Given that CABG is associated with better outcomes than PCI for multivessel and LMCA disease regardless of anatomical complexity, the authors conclude that, due to the lack of association between SYNTAX score and clinical outcomes in trials comparing PCI and CABG, the score should be abandoned in favor of multidimensional scores when choosing the revascularization strategy.
COMMENTARY:
This meta-analysis includes 6 significant studies (SYNTAX, EXCEL, NOBLE, BEST, FREEDOM, and PRECOMBAT) assessing PCI versus CABG for LMCA and multivessel disease, with outcomes reported based on pre-treatment SYNTAX scores. Despite possible methodological limitations, this meta-analysis confirms the lack of correlation between SYNTAX score and clinical outcomes, with surgical revascularization proving more favorable across all score levels. Notably, the increased MACCE and mortality rates with PCI, even in lower scores, highlight that PCI is usually chosen for these lower-risk patients as recommended in the latest myocardial revascularization guidelines. It is important to consider that the SYNTAX score is purely angiographic, with considerable interobserver variability.
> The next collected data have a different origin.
mod controller;
mod state;

pub use controller::{ControllerOptions, DownloadController, StartOutcome};
pub use state::{DownloadState, ErrorDetail, ErrorKind, JobSnapshot};
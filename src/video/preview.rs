use super::types::VideoId;
use serde::Serialize;

pub const DEFAULT_WIDTH: u32 = 640;
pub const DEFAULT_HEIGHT: u32 = 390;

/// Everything a front-end needs to embed a player for a video.
#[derive(Debug, Clone, PartialEq, Eq, Serialize)]
pub struct PreviewDescriptor {
    pub video_id: VideoId,
    pub width: u32,
    pub height: u32,
    pub autoplay: bool,
    pub embed_url: String,
}

impl PreviewDescriptor {
    fn new(video_id: &VideoId) -> Self {
        let autoplay = false;
        Self {
            video_id: video_id.clone(),
            width: DEFAULT_WIDTH,
            height: DEFAULT_HEIGHT,
            autoplay,
            embed_url: format!(
                "https://www.youtube.com/embed/{}?autoplay={}",
                video_id,
                u8::from(autoplay)
            ),
        }
    }
}

pub fn resolve(video_id: Option<&VideoId>) -> Option<PreviewDescriptor> {
    video_id.map(PreviewDescriptor::new)
}

#[cfg(test)]
mod tests {
    use super::*;
    use crate::video::extract;

    #[test]
    fn test_resolve_none() {
        assert_eq!(resolve(None), None);
    }

    #[test]
    fn test_resolve_some() {
        let id = extract("https://youtu.be/dQw4w9WgXcQ").unwrap();
        let preview = resolve(Some(&id)).unwrap();

        assert_eq!(preview.video_id, id);
        assert_eq!(preview.width, 640);
        assert_eq!(preview.height, 390);
        assert!(!preview.autoplay);
        assert_eq!(
            preview.embed_url,
            "https://www.youtube.com/embed/dQw4w9WgXcQ?autoplay=0"
        );
    }

    #[test]
    fn test_preview_json() {
        let id = extract("dQw4w9WgXcQ").unwrap();
        let json = serde_json::to_value(resolve(Some(&id))).unwrap();

        assert_eq!(json["video_id"], "dQw4w9WgXcQ");
        assert_eq!(json["autoplay"], false);
        assert_eq!(json["width"], 640);
    }
}
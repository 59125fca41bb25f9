use serde::Serialize;
use std::fmt;

/// Canonical 11-character video identifier.
#[derive(Debug, Clone, PartialEq, Eq, Hash, Serialize)]
#[serde(transparent)]
pub struct VideoId(String);

impl VideoId {
    pub const LEN: usize = 11;

    /// Only called by the extractor once the candidate has been validated.
    pub(super) fn new_unchecked(id: &str) -> Self {
        Self(id.to_string())
    }

    pub fn as_str(&self) -> &str {
        &self.0
    }

    pub fn is_valid(candidate: &str) -> bool {
        candidate.len() == Self::LEN
            && candidate
                .bytes()
                .all(|b| b.is_ascii_alphanumeric() || b == b'-' || b == b'_')
    }
}

impl fmt::Display for VideoId {
    fn fmt(&self, f: &mut fmt::Formatter<'_>) -> fmt::Result {
        f.write_str(&self.0)
    }
}

impl AsRef<str> for VideoId {
    fn as_ref(&self) -> &str {
        &self.0
    }
}

/// What the user typed, plus the id parsed out of it.
///
/// `canonical_id` is derived from `raw_input` on every change and is never set on its own.
#[derive(Debug, Clone, Default, PartialEq, Eq)]
pub struct VideoReference {
    raw_input: String,
    canonical_id: Option<VideoId>,
}

impl VideoReference {
    pub fn set_raw_input(&mut self, raw_input: &str) {
        self.raw_input = raw_input.to_string();
        self.canonical_id = super::extract(raw_input).ok();
    }

    pub fn raw_input(&self) -> &str {
        &self.raw_input
    }

    pub fn canonical_id(&self) -> Option<&VideoId> {
        self.canonical_id.as_ref()
    }
}
//! Components that talk to the training service on a schedule or on demand.
//!
//! - [`Poller`] tails the logs of the job being viewed
//! - [`CooldownGuard`] suppresses calls after repeated failures
//! - [`Launcher`] starts training jobs and probes the service

pub mod cooldown;
pub mod launcher;
pub mod poller;

#[cfg(test)]
pub(crate) mod testing;

pub use cooldown::{CooldownGuard, GuardPhase, OperationClass};
pub use launcher::Launcher;
pub use poller::{PollState, Poller, PollerConfig};

use std::time::Duration;

/// Default interval between log polls of the selected job.
pub const DEFAULT_LOG_POLL_INTERVAL: Duration = Duration::from_secs(5);

/// Consecutive failures that open a cooldown window.
pub const DEFAULT_FAILURE_THRESHOLD: u32 = 3;

/// Default length of a cooldown window.
pub const DEFAULT_COOLDOWN: Duration = Duration::from_secs(15);
//! Help overlay showing keyboard shortcuts.

use ratatui::layout::{Alignment, Rect};
use ratatui::style::{Modifier, Style};
use ratatui::text::{Line, Span};
use ratatui::widgets::{Block, Borders, Clear, Paragraph};
use ratatui::Frame;

use crate::ui::Theme;

const SHORTCUTS: &[(&str, &str)] = &[
    ("j / ↓", "Next job"),
    ("k / ↑", "Previous job"),
    ("Enter", "Tail logs of the highlighted job"),
    ("Esc", "Stop tailing"),
    ("Tab", "Switch between stdout and stderr"),
    ("PgUp / PgDn", "Scroll the log view"),
    ("x", "Stop tracking the highlighted job"),
    ("s", "Start SoVITS training"),
    ("g", "Start GPT training"),
    ("c", "Check the connection to the service"),
    ("?", "Toggle this help screen"),
    ("q", "Quit"),
];

/// Help overlay showing keyboard shortcuts and usage information.
pub struct HelpView;

impl HelpView {
    pub fn render(frame: &mut Frame, area: Rect, theme: &Theme) {
        let popup_area = centered_rect(60, 70, area);
        frame.render_widget(Clear, popup_area);

        let block = Block::default()
            .title("gsv-console help")
            .borders(Borders::ALL)
            .style(theme.block_style);

        let mut text = vec![
            Line::from(Span::styled(
                "Shortcuts",
                Style::default().add_modifier(Modifier::BOLD),
            )),
            Line::from(""),
        ];
        text.extend(SHORTCUTS.iter().map(|(key, action)| {
            Line::from(vec![
                Span::styled(format!("{key:>12}"), theme.key_style),
                Span::raw(format!("  {action}")),
            ])
        }));

        let help = Paragraph::new(text)
            .block(block)
            .style(theme.normal_text)
            .alignment(Alignment::Left);
        frame.render_widget(help, popup_area);
    }
}

/// A rect of the given percentages centered inside `r`.
pub(crate) fn centered_rect(percent_x: u16, percent_y: u16, r: Rect) -> Rect {
    let width = r.width * percent_x / 100;
    let height = r.height * percent_y / 100;
    Rect {
        x: r.x + (r.width - width) / 2,
        y: r.y + (r.height - height) / 2,
        width,
        height,
    }
}
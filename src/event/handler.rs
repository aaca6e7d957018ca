//! Reads terminal input on a background task and exposes it as a stream.

use std::pin::Pin;
use std::task::{Context, Poll};
use std::time::Duration;

use crossterm::event::EventStream;
use futures::{Stream, StreamExt};
use tokio::sync::mpsc;
use tokio::time::{self, MissedTickBehavior};
use tokio_stream::wrappers::UnboundedReceiverStream;
use tokio_util::sync::CancellationToken;
use tracing::{debug, warn};

use super::Event;

/// Stream of [`Event`]s. Dropping it stops the reader task.
pub struct EventHandler {
    events: UnboundedReceiverStream<Event>,
    token: CancellationToken,
}

impl EventHandler {
    /// Spawn the reader. Must be called from within a tokio runtime.
    pub fn new(tick_rate: Duration) -> Self {
        let (tx, rx) = mpsc::unbounded_channel();
        let token = CancellationToken::new();
        tokio::spawn(Self::read_loop(tx, tick_rate, token.clone()));

        Self {
            events: UnboundedReceiverStream::new(rx),
            token,
        }
    }

    async fn read_loop(tx: mpsc::UnboundedSender<Event>, tick_rate: Duration, token: CancellationToken) {
        let mut reader = EventStream::new();
        let mut ticker = time::interval(tick_rate);
        ticker.set_missed_tick_behavior(MissedTickBehavior::Skip);

        loop {
            let event = tokio::select! {
                _ = token.cancelled() => break,
                _ = ticker.tick() => Event::Tick,
                next = reader.next() => match next {
                    Some(Ok(raw)) => match Event::from_crossterm(raw) {
                        Some(event) => event,
                        None => continue,
                    },
                    Some(Err(err)) => {
                        warn!(error = %err, "failed to read terminal event");
                        continue;
                    }
                    None => break,
                },
            };

            if tx.send(event).is_err() {
                break;
            }
        }
        debug!("terminal event reader stopped");
    }
}

impl Drop for EventHandler {
    fn drop(&mut self) {
        self.token.cancel();
    }
}

impl Stream for EventHandler {
    type Item = Event;

    fn poll_next(mut self: Pin<&mut Self>, cx: &mut Context<'_>) -> Poll<Option<Self::Item>> {
        Pin::new(&mut self.events).poll_next(cx)
    }
}
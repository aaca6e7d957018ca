//! A [`FetchClient`] whose log fetches stay pending until a test answers them.

use std::sync::Mutex;

use async_trait::async_trait;
use tokio::sync::oneshot;

use crate::client::{FetchClient, LogRequest, StartedJob, TrainingRequest};
use crate::error::ConsoleError;
use crate::state::{LogPage, ProcessKind};

type Reply = Result<LogPage, ConsoleError>;

struct Pending {
    request: LogRequest,
    responder: Option<oneshot::Sender<Reply>>,
}

#[derive(Default)]
pub(crate) struct ScriptedClient {
    calls: Mutex<Vec<Pending>>,
}

impl ScriptedClient {
    /// Every log request seen so far, in call order.
    pub(crate) fn requests(&self) -> Vec<LogRequest> {
        self.calls.lock().unwrap().iter().map(|p| p.request.clone()).collect()
    }

    pub(crate) fn request_count(&self) -> usize {
        self.calls.lock().unwrap().len()
    }

    /// Resolve the `index`-th request.
    pub(crate) fn respond(&self, index: usize, reply: Reply) {
        let responder = self.calls.lock().unwrap()[index]
            .responder
            .take()
            .expect("request already answered");
        let _ = responder.send(reply);
    }

    /// Let spawned timer and fetch tasks run.
    pub(crate) async fn settle(&self) {
        for _ in 0..32 {
            tokio::task::yield_now().await;
        }
    }
}

#[async_trait]
impl FetchClient for ScriptedClient {
    async fn fetch_logs(&self, request: &LogRequest) -> Result<LogPage, ConsoleError> {
        let (tx, rx) = oneshot::channel();
        self.calls.lock().unwrap().push(Pending {
            request: request.clone(),
            responder: Some(tx),
        });
        rx.await
            .unwrap_or_else(|_| Err(ConsoleError::Connectivity("responder dropped".into())))
    }

    async fn start_job(&self, _request: &TrainingRequest) -> Result<StartedJob, ConsoleError> {
        Err(ConsoleError::Rejected("not scripted".into()))
    }

    async fn probe(&self) -> Result<(), ConsoleError> {
        Ok(())
    }

    async fn list_weights(&self, _kind: ProcessKind) -> Result<Vec<String>, ConsoleError> {
        Ok(Vec::new())
    }
}
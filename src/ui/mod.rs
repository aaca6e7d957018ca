//! UI components.
//!
//! The screen is a job list next to a log tail, framed by a header and a
//! status line. [`Ui`] turns key presses into [`UpdateKind`]s for the app
//! and draws an [`AppState`] snapshot.

pub mod help;
pub mod job_list;
pub mod launch;
pub mod log_view;
pub mod theme;

pub use help::HelpView;
pub use job_list::JobListView;
pub use launch::{FormAction, LaunchForm, LaunchView};
pub use log_view::LogView;
pub use theme::Theme;

use crossterm::event::{KeyCode, KeyEvent, KeyModifiers};
use ratatui::layout::{Constraint, Direction, Layout, Rect};
use ratatui::text::{Line, Span};
use ratatui::widgets::Paragraph;
use ratatui::Frame;

use crate::client::TrainingRequest;
use crate::error::remaining_secs;
use crate::state::{AppState, ConnectionStatus, JobKey, ModelVersion, ProcessKind};

const PAGE: usize = 10;

/// What the app should do in response to user input.
#[derive(Debug, Clone, PartialEq)]
pub enum UpdateKind {
    Quit,
    ToggleHelp,
    /// Start tailing this job.
    Select(JobKey),
    /// Stop tailing.
    Deselect,
    /// Stop tracking this job.
    Remove(JobKey),
    /// Check the connection to the service.
    Probe,
    /// Start a training job.
    Launch(TrainingRequest),
    /// Handled inside the UI state, nothing for the app to do.
    Other,
}

/// Main UI controller.
#[derive(Debug, Default)]
pub struct Ui {
    show_help: bool,
    /// Open launch prompt, if any.
    launch: Option<LaunchForm>,
    theme: Theme,
    /// Current animation frame, for the loading spinner.
    animation_frame: usize,
}

impl Ui {
    pub fn new() -> Self {
        Self::default()
    }

    pub fn toggle_help(&mut self) {
        self.show_help = !self.show_help;
    }

    pub fn update_animations(&mut self) {
        self.animation_frame = self.animation_frame.wrapping_add(1);
    }

    /// Handle keyboard input. Navigation and view toggles are applied to
    /// `app_state` directly; everything else is returned to the app.
    pub fn handle_key_event(&mut self, key: KeyEvent, app_state: &mut AppState) -> UpdateKind {
        if key.modifiers.contains(KeyModifiers::CONTROL) && key.code == KeyCode::Char('c') {
            return UpdateKind::Quit;
        }

        if let Some(form) = &mut self.launch {
            return match form.handle_key(key, &app_state.weights) {
                FormAction::Edit => UpdateKind::Other,
                FormAction::Cancel => {
                    self.launch = None;
                    UpdateKind::Other
                }
                FormAction::Submit(request) => {
                    self.launch = None;
                    UpdateKind::Launch(request)
                }
            };
        }

        if self.show_help {
            return match key.code {
                KeyCode::Char('q') => UpdateKind::Quit,
                KeyCode::Char('?') | KeyCode::Esc | KeyCode::F(1) => UpdateKind::ToggleHelp,
                _ => UpdateKind::Other,
            };
        }

        match key.code {
            KeyCode::Char('q') => UpdateKind::Quit,
            KeyCode::Char('?') | KeyCode::F(1) => UpdateKind::ToggleHelp,
            KeyCode::Down | KeyCode::Char('j') => {
                app_state.select_next();
                UpdateKind::Other
            }
            KeyCode::Up | KeyCode::Char('k') => {
                app_state.select_prev();
                UpdateKind::Other
            }
            KeyCode::Enter => match app_state.cursor_job() {
                Some(job) => UpdateKind::Select(job.key.clone()),
                None => UpdateKind::Other,
            },
            KeyCode::Esc => UpdateKind::Deselect,
            KeyCode::Tab | KeyCode::BackTab => {
                app_state.toggle_channel();
                UpdateKind::Other
            }
            KeyCode::PageUp => {
                app_state.scroll_up(PAGE);
                UpdateKind::Other
            }
            KeyCode::PageDown => {
                app_state.scroll_down(PAGE);
                UpdateKind::Other
            }
            KeyCode::End => {
                app_state.log_scroll = 0;
                UpdateKind::Other
            }
            KeyCode::Char('x') | KeyCode::Delete => match app_state.cursor_job() {
                Some(job) => UpdateKind::Remove(job.key.clone()),
                None => UpdateKind::Other,
            },
            KeyCode::Char('c') => UpdateKind::Probe,
            KeyCode::Char('s') => self.open_launch(ProcessKind::Sovits),
            KeyCode::Char('g') => self.open_launch(ProcessKind::Gpt),
            _ => UpdateKind::Other,
        }
    }

    fn open_launch(&mut self, kind: ProcessKind) -> UpdateKind {
        self.launch = Some(LaunchForm::new(kind, ModelVersion::default()));
        UpdateKind::Other
    }

    pub fn render(&self, frame: &mut Frame, app_state: &AppState) {
        let area = frame.size();
        let rows = Layout::default()
            .direction(Direction::Vertical)
            .constraints([Constraint::Length(1), Constraint::Min(3), Constraint::Length(1)])
            .split(area);
        let body = Layout::default()
            .direction(Direction::Horizontal)
            .constraints([Constraint::Percentage(45), Constraint::Percentage(55)])
            .split(rows[1]);

        self.render_header(frame, rows[0], app_state);
        JobListView::render(frame, body[0], app_state, &self.theme);
        LogView::render(frame, body[1], app_state, &self.theme, self.animation_frame);
        self.render_status_line(frame, rows[2], app_state);

        if let Some(form) = &self.launch {
            LaunchView::render(frame, area, form, &app_state.weights, &self.theme);
        }
        if self.show_help {
            HelpView::render(frame, area, &self.theme);
        }
    }

    fn render_header(&self, frame: &mut Frame, area: Rect, app_state: &AppState) {
        let header = Line::from(vec![
            Span::styled("gsv-console", self.theme.header_style),
            Span::raw("  "),
            Span::styled(app_state.endpoint.as_str(), self.theme.label_style),
            Span::raw("  "),
            Span::styled(
                app_state.connection.to_string(),
                self.theme.connection(&app_state.connection),
            ),
        ]);
        frame.render_widget(Paragraph::new(header), area);
    }

    fn render_status_line(&self, frame: &mut Frame, area: Rect, app_state: &AppState) {
        let mut spans = Vec::new();
        if let Some(remaining) = app_state.cooldown {
            spans.push(Span::styled(
                format!("cooling down {}s", remaining_secs(remaining)),
                self.theme.cooldown_style,
            ));
            spans.push(Span::raw(" | "));
        }
        if let ConnectionStatus::Error(message) = &app_state.connection {
            spans.push(Span::styled(message.as_str(), self.theme.error_style));
            spans.push(Span::raw(" | "));
        }
        if let Some(message) = &app_state.status_message {
            spans.push(Span::styled(message.as_str(), self.theme.normal_text));
            spans.push(Span::raw(" | "));
        }
        spans.push(Span::styled("Press ? for help", self.theme.help_style));

        frame.render_widget(Paragraph::new(Line::from(spans)), area);
    }
}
In this type of patient, it seems reasonable to use scores that include clinical parameters when choosing the revascularization strategy, as multiple factors can impact treatment outcomes. Perhaps, in patients not eligible for surgery, the SYNTAX score might help assess PCI viability and technical success. Considering this meta-analysis’ findings, where CABG reduces events and mortality across all score tertiles, it is advisable to discontinue using SYNTAX as the primary tool for revascularization selection, a shift that should be reflected in future clinical guidelines and in our practice.
REFERENCE:
Gaudino M, Hameed I, Di Franco A, Naik A, Demetres M, Biondi-Zoccai G, et al. Comparison of SYNTAX score strata effects of percutaneous and surgical revascularization trials: A meta-analysis. J Thorac Cardiovasc Surg. 2023 Apr;165(4):1405-1413.e13. doi: 10.1016/j.jtcvs.2021.05.036.